Researchers like Hanson and others, such as the economist Justin Wolfers, worked out some of the implementation details from this data. Crucially, they also showed that most markets — whether operating with either real or play money — were relatively accurate, much more so than even the most accurate individuals. In 2004, the journalist James Surowjecki published the widely-read The Wisdom of Crowds, detailing cases where collective judgment surpassed individual expertise. Cowgill read the book the same year, and decided to start a prediction market at Google.
The company had some key ingredients to make a market work. First, it had a culture open to experimentation. Googlers were famously permitted 20% of their working hours to experiment on new products.

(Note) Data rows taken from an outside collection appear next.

/// Phase controller: decides whether a learner is in exploration,
/// exploitation, or recovery, and how a quiz's ten slots split across
/// exploration picks vs. exploitation buckets (§4.3).
use crate::config::EngineConfig;
use crate::domain::{LearnerProfile, LearningPhase};

/// Slot allocation for one quiz, always summing to `config.quiz_length`
/// (barring the selector's own short-quiz fallback downstream).
#[derive(Debug, Clone, Copy, PartialEq, Eq)]
pub struct SlotPlan {
    /// Slots drawn by the exploration ranker (new/under-attempted topics).
    pub explore: usize,
    /// Slots drawn for the learner's weakest topics. In the exploration
    /// phase this field instead holds the "deliberate" remainder
    /// (`10 - n_exp - n_review`), filled via the same weakest-topic ranking.
    pub weak: usize,
    /// Slots drawn for topic maintenance (spaced reinforcement).
    pub maintenance: usize,
    /// Slots drawn by the review selector (overdue items).
    pub review: usize,
}

impl SlotPlan {
    pub fn total(&self) -> usize {
        self.explore + self.weak + self.maintenance + self.review
    }
}

/// Fraction of a quiz's slots drawn from exploration at a given completed-quiz
/// count: linearly decays from `exploration_start_ratio` by
/// `exploration_ratio_decay_per_quiz` per quiz, floored at
/// `exploration_min_ratio`, and hits zero once exploitation begins.
pub fn exploration_ratio(completed_quiz_count: u32, config: &EngineConfig) -> f32 {
    if completed_quiz_count >= config.exploration_end_quiz {
        return 0.0;
    }
    let decayed = config.exploration_start_ratio
        - config.exploration_ratio_decay_per_quiz * completed_quiz_count as f32;
    decayed.max(config.exploration_min_ratio)
}

/// Advances `profile.learning_phase` based on `completed_quiz_count`. The
/// exploration -> exploitation transition is one-way: `phase_switched_at_quiz`
/// is set exactly once, on the first call where the threshold is met, and
/// never reverts even if later logic (e.g. a circuit breaker recovering)
/// temporarily overrides the phase for a single quiz via [`LearningPhase::Recovery`].
pub fn advance_phase(profile: &mut LearnerProfile, config: &EngineConfig) {
    if profile.learning_phase == LearningPhase::Recovery {
        return;
    }
    if profile.completed_quiz_count >= config.exploration_end_quiz {
        if profile.phase_switched_at_quiz.is_none() {
            profile.phase_switched_at_quiz = Some(profile.completed_quiz_count);
        }
        profile.learning_phase = LearningPhase::Exploitation;
    } else {
        profile.learning_phase = LearningPhase::Exploration;
    }
}

/// Builds the slot plan for `phase` at the learner's current
/// `completed_quiz_count`. Recovery ignores the exploration ratio entirely
/// and always uses `recovery_split`.
pub fn plan_slots(
    phase: LearningPhase,
    completed_quiz_count: u32,
    config: &EngineConfig,
) -> SlotPlan {
    let quiz_length = config.quiz_length;
    match phase {
        LearningPhase::Recovery => {
            let (weak, maintenance, review) = config.recovery_split;
            SlotPlan {
                explore: 0,
                weak,
                maintenance,
                review,
            }
        }
        LearningPhase::Exploitation => {
            let (weak, maintenance, review) = config.exploitation_split;
            SlotPlan {
                explore: 0,
                weak,
                maintenance,
                review,
            }
        }
        LearningPhase::Exploration => {
            // n_exp = floor(10 * ratio); n_review = 1; n_deliberate = 10 - n_exp - 1 (§4.3).
            let ratio = exploration_ratio(completed_quiz_count, config) as f64;
            let explore = (ratio * quiz_length as f64).floor() as usize;
            let explore = explore.min(quiz_length);
            let review = if quiz_length > explore { 1 } else { 0 };
            let deliberate = quiz_length - explore - review;

            SlotPlan {
                explore,
                weak: deliberate,
                maintenance: 0,
                review,
            }
        }
    }
}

Cowgill posted his idea for “Google Decision Markets” on a message board. Engineers Ilya Kirnos, Doug Banks, and Piaw Na responded to help, and Patri Friedman joined the project a few months later.
A second ingredient was Google’s economic expertise. Hal Varian, Google’s chief economist then and now, wrote the book on the economics of the internet, and helped design Google’s famous ad auction system. On Hal’s suggestion, the Prophit team used the prediction market structure first described by economists at the University of Iowa and based on the Iowa Electronic Markets.

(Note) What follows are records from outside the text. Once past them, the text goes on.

/// Quiz composer: turns a slot plan and ranked topic queues into an ordered
/// list of items, with no two adjacent items sharing a topic (§4.8).
use std::collections::{HashMap, HashSet};

use chrono::{DateTime, Utc};

use crate::ability::prior_for_untested_topic;
use crate::circuit_breaker;
use crate::config::{EngineConfig, TopicWeightTable};
use crate::domain::{Item, ItemId, LearnerProfile, LearningPhase, Quiz, Response, TopicId};
use crate::phase::{plan_slots, SlotPlan};
use crate::ports::EngineRng;
use crate::{ranker, review, selector};

/// A single (topic, item) pick before interleaving.
struct Pick {
    topic: TopicId,
    item: ItemId,
}

fn target_theta_for(profile: &LearnerProfile, topic: &TopicId) -> f64 {
    profile
        .topic_abilities
        .get(topic)
        .map(|a| a.theta)
        .unwrap_or_else(|| prior_for_untested_topic(profile, topic).theta)
}

/// Target theta for an exploration slot (§4.5): a never-attempted topic uses
/// the neutral low-medium `0.9`, not the fresh/inherited-prior theta (which
/// is usually still 0.0) — that's the whole point of exploration probing a
/// topic the learner has no signal on yet.
fn target_theta_for_exploration(profile: &LearnerProfile, topic: &TopicId) -> f64 {
    let attempts = profile.topic_attempt_counts.get(topic).copied().unwrap_or(0);
    if attempts == 0 {
        0.9
    } else {
        target_theta_for(profile, topic)
    }
}

/// Fills up to `count` slots from `queue` in rank order. A topic can supply
/// more than one slot — the weakest topic legitimately earns repeated
/// reinforcement — as long as the selector keeps finding a fresh item for it
/// (`recently_answered_and_picked` rules out anything already chosen this
/// quiz or previously answered). One pass over `queue` per slot; a topic the
/// selector has exhausted is skipped for the rest of this category without
/// being excluded from later categories.
fn fill_slots(
    queue: &[TopicId],
    count: usize,
    profile: &LearnerProfile,
    candidates_by_topic: &HashMap<TopicId, Vec<Item>>,
    recently_answered_and_picked: &mut HashSet<ItemId>,
    config: &EngineConfig,
    target_theta_for_topic: impl Fn(&LearnerProfile, &TopicId) -> f64,
) -> Vec<Pick> {
    let mut picks = Vec::new();
    let mut exhausted: HashSet<&TopicId> = HashSet::new();

    while picks.len() < count {
        let mut made_progress = false;
        for topic in queue {
            if picks.len() >= count {
                break;
            }
            if exhausted.contains(topic) {
                continue;
            }
            let Some(candidates) = candidates_by_topic.get(topic) else {
                exhausted.insert(topic);
                continue;
            };
            let target_theta = target_theta_for_topic(profile, topic);
            match selector::select_item(
                candidates,
                topic,
                target_theta,
                recently_answered_and_picked,
                config,
            ) {
                Some(selection) => {
                    recently_answered_and_picked.insert(selection.item_id.clone());
                    picks.push(Pick {
                        topic: topic.clone(),
                        item: selection.item_id,
                    });
                    made_progress = true;
                }
                None => {
                    exhausted.insert(topic);
                }
            }
        }
        if !made_progress {
            break;
        }
    }
    picks
}

/// Picks the single review-slot item against the general five-tier ranking
/// (§4.7). Every phase's slot plan asks for exactly one review slot, so this
/// never needs to loop the way [`fill_slots`] does.
fn fill_review_slot(
    correct_responses: &[Response],
    recently_answered_and_picked: &mut HashSet<ItemId>,
    now: DateTime<Utc>,
) -> Vec<Pick> {
    match review::pick_review_item(correct_responses, recently_answered_and_picked, now) {
        Some((topic, item)) => {
            recently_answered_and_picked.insert(item.clone());
            vec![Pick { topic, item }]
        }
        None => Vec::new(),
    }
}

/// Randomly selects `count` topics from `candidates` using `rng`, without
/// replacement. Used for maintenance slots, whose candidate set (§9 open
/// question) is the 5 strongest tested topics, 2 of which are drawn at
/// random rather than always the top 2.
fn random_pick(mut candidates: Vec<TopicId>, count: usize, rng: &mut dyn EngineRng) -> Vec<TopicId> {
    let mut picked = Vec::new();
    while picked.len() < count && !candidates.is_empty() {
        let idx = rng.choose_index(candidates.len());
        picked.push(candidates.remove(idx));
    }
    picked
}

/// Rearranges picks so no two adjacent items share a topic. Groups remain in
/// their incoming relative order within a topic; at each step the topic with
/// the most remaining items is placed next, ties broken by `rng`. Falls back
/// to placing a same-topic item back-to-back only when every remaining item
/// shares the topic just placed (nothing else to interleave with).
fn interleave(picks: Vec<Pick>, rng: &mut dyn EngineRng) -> Vec<ItemId> {
    let mut groups: Vec<(TopicId, Vec<ItemId>)> = Vec::new();
    for pick in picks {
        match groups.iter_mut().find(|(topic, _)| *topic == pick.topic) {
            Some((_, items)) => items.push(pick.item),
            None => groups.push((pick.topic, vec![pick.item])),
        }
    }

    let total: usize = groups.iter().map(|(_, items)| items.len()).sum();
    let mut result = Vec::with_capacity(total);
    let mut last_topic: Option<TopicId> = None;

    for _ in 0..total {
        let mut candidate_idxs: Vec<usize> = groups
            .iter()
            .enumerate()
            .filter(|(_, (topic, items))| !items.is_empty() && Some(topic) != last_topic.as_ref())
            .map(|(i, _)| i)
            .collect();
        if candidate_idxs.is_empty() {
            candidate_idxs = groups
                .iter()
                .enumerate()
                .filter(|(_, (_, items))| !items.is_empty())
                .map(|(i, _)| i)
                .collect();
        }
        let Some(&max_remaining) = candidate_idxs
            .iter()
            .map(|&i| groups[i].1.len())
            .collect::<Vec<_>>()
            .iter()
            .max()
        else {
            break;
        };
        let tied: Vec<usize> = candidate_idxs
            .into_iter()
            .filter(|&i| groups[i].1.len() == max_remaining)
            .collect();
        let pick_idx = if tied.len() == 1 {
            tied[0]
        } else {
            tied[rng.choose_index(tied.len())]
        };
        let item = groups[pick_idx].1.remove(0);
        last_topic = Some(groups[pick_idx].0.clone());
        result.push(item);
    }
    result
}

fn finish_quiz(
    profile: &LearnerProfile,
    picks: Vec<Pick>,
    phase: LearningPhase,
    now: DateTime<Utc>,
    config: &EngineConfig,
    rng: &mut dyn EngineRng,
) -> Quiz {
    let topics: HashSet<TopicId> = picks.iter().map(|p| p.topic.clone()).collect();
    let short_quiz = picks.len() < config.quiz_length;
    let item_ids = interleave(picks, rng);

    Quiz {
        id: format!("{}-{}", profile.learner_id, profile.completed_quiz_count + 1),
        learner_id: profile.learner_id.clone(),
        quiz_number: profile.completed_quiz_count + 1,
        phase,
        item_ids,
        topics,
        created_at: now,
        short_quiz,
    }
}

/// Composes the next quiz for a learner. `candidates_by_topic` must already
/// contain every topic the ranked queues could plausibly surface; a topic
/// missing from it is treated the same as one with no remaining candidates.
/// `correct_responses` feeds the review slot and, in recovery, the
/// weak-topic review item; callers can pass an empty slice for a
/// newly-started learner.
#[allow(clippy::too_many_arguments)]
pub fn compose_quiz(
    profile: &LearnerProfile,
    catalog_topics: &[TopicId],
    candidates_by_topic: &HashMap<TopicId, Vec<Item>>,
    correct_responses: &[Response],
    already_recently_answered: &HashSet<ItemId>,
    weight_table: &TopicWeightTable,
    config: &EngineConfig,
    phase: LearningPhase,
    now: DateTime<Utc>,
    rng: &mut dyn EngineRng,
) -> Quiz {
    let mut consumed = already_recently_answered.clone();

    if phase == LearningPhase::Recovery {
        let weakest_topics = ranker::rank_for_exploitation(profile, weight_table, now);
        let picks: Vec<Pick> = circuit_breaker::compose_recovery_quiz(
            &weakest_topics,
            candidates_by_topic,
            correct_responses,
            &consumed,
            now,
        )
        .into_iter()
        .map(|(topic, item)| Pick { topic, item })
        .collect();
        return finish_quiz(profile, picks, phase, now, config, rng);
    }

    let plan: SlotPlan = plan_slots(phase, profile.completed_quiz_count, config);
    let mut all_picks = Vec::new();

    if plan.explore > 0 {
        let queue = ranker::rank_for_exploration(profile, catalog_topics, weight_table);
        all_picks.extend(fill_slots(
            &queue,
            plan.explore,
            profile,
            candidates_by_topic,
            &mut consumed,
            config,
            target_theta_for_exploration,
        ));
    }
    if plan.weak > 0 {
        let queue = ranker::rank_for_exploitation(profile, weight_table, now);
        all_picks.extend(fill_slots(
            &queue,
            plan.weak,
            profile,
            candidates_by_topic,
            &mut consumed,
            config,
            target_theta_for,
        ));
    }
    if plan.maintenance > 0 {
        let candidates = ranker::maintenance_candidates(profile);
        let queue = random_pick(candidates, plan.maintenance, rng);
        all_picks.extend(fill_slots(
            &queue,
            plan.maintenance,
            profile,
            candidates_by_topic,
            &mut consumed,
            config,
            target_theta_for,
        ));
    }
    if plan.review > 0 {
        all_picks.extend(fill_review_slot(correct_responses, &mut consumed, now));
    }

    finish_quiz(profile, all_picks, phase, now, config, rng)
}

Prophit launched to Google employees in April 2005. Market prices were featured on the company intranet home page. It was an immediate hit.
Betting for fun and profit
In Google’s early days, long before it became a blue-chip stock, its offices were full of LEGOs, ball-pits, and Magic the Gathering cards. Product design mirrored office design, and Google built applications full of bright colors, easter eggs, and April Fools’ jokes.
Prophit was such a product: serious with a dash of whimsy. Markets tracked over 60% of all Google quarterly objectives, such as “How many Gmail users will there be by the end of Q2?” Some questions aimed to predict its competitors' next moves, such as “Will Apple launch a computer based on Intel's Power PC chip?” Yet one third of all markets were marked as “fun,” of interest to employees but with no clear connection to Google’s business (e.g., the quality of Star Wars Episode III or gas prices).
Cowgill told me an anecdote of both the seriousness and the whimsy. A senior executive saw Prophit give a very low probability that the company would complete the hire of a new senior executive on time (filling the position had been a quarterly objective for the past six quarters). “The betting on this goal was extremely harsh. I am shocked and outraged by the lack of brown-nosing at this company,” the executive said to laughter in a company-wide meeting. But the market was the nudge the execs needed. They subsequently “made some hard decisions” to complete the hire on time.
The crowd of Googlers produced accurate predictions, spurred by competition for $10,000 of awards each quarter, plus the even-more-valuable prestige of the leaderboards. In a 2009 paper which analyzed the first 2.5 years of Prophit, Cowgill found that the platform demonstrated high calibration that improved over time. (It wasn’t perfect. There was an optimism bias — bettors thought positive outcomes for Google would happen more often than they actually did.
There were also strong correlations in the bets made by people who sat within a few feet of each other.)
But that was just Prophit’s internal beta. The product was designed to launch externally, not to be an internal decision-making tool. It was meant to become Google’s next world-changing innovation in information technology.
Economists vs. the United States
Google popularized
many now standard tech practices: on-site cafés, A/B tests, and “dogfooding,” or first releasing new products internally where they can be improved before launching to the public.
Prophit was a logical next step in the company's mission to organize the world’s information and make it universally accessible and useful. That included all the world’s books, all the world’s roads, and all the world’s languages — why not all the information in the heads of the world’s humans? Prediction markets offered a mechanism to systematically elicit reliable information from human judgment. Cowgill relayed to me what happened next, a previously unreported chapter in the Prophit story.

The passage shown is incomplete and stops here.